Task brief: Show every line from the entries that follow which holds the word "filename".

Input records:
[Start of Attachment]

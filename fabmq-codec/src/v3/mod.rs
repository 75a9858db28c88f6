//! MQTT v3.1 / v3.1.1 protocol codec

mod bridge;
#[allow(clippy::module_inception)]
mod codec;
mod decode;
mod encode;
mod packet;

pub use self::bridge::{decode_bridged, encode_bridged, BRIDGE_SUFFIX_LEN};
pub use self::codec::Codec;
pub use self::packet::{Connect, ConnectAck, ConnectAckReason, LastWill, Packet, SubscribeReturnCode};
pub use crate::types::{ConnectAckFlags, ConnectFlags, Protocol, Publish, QoS};
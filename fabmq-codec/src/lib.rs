#![deny(unsafe_code)]

//! MQTT v3.1 / v3.1.1 packet codec.
//!
//! ## Core Features:
//! - **Partial frames**: the decoder reports "need more data" by returning `Ok(None)` and leaves
//!   the input untouched, so a `Framed` read buffer can hold several frames or a fragment of one
//! - **Bridge level**: CONNECT level `0x83` is accepted under either protocol name and marks the
//!   connection as a broker-to-broker link that must not receive its own publishes back
//! - **Bridge suffix**: an optional trailer on PUBLISH frames carrying an expiry timestamp and the
//!   origin node, used for inter-node traffic
//! - **Tokio Integration**: `tokio_util::codec::{Decoder, Encoder}` implementations
//!

#[macro_use]
mod utils;

/// Error types for encoding/decoding operations
pub mod error;

/// Shared types and constants for MQTT protocol
pub mod types;

/// MQTT v3.1 / v3.1.1 protocol implementation
pub mod v3;

pub use self::types::{Protocol, Publish, QoS, TimestampMillis};
pub use self::v3::{decode_bridged, encode_bridged, Codec, Packet};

[End of Attachment]

Response area:
filename fabmq-codec/src/v3/mod.rs
filename fabmq-codec/src/lib.rs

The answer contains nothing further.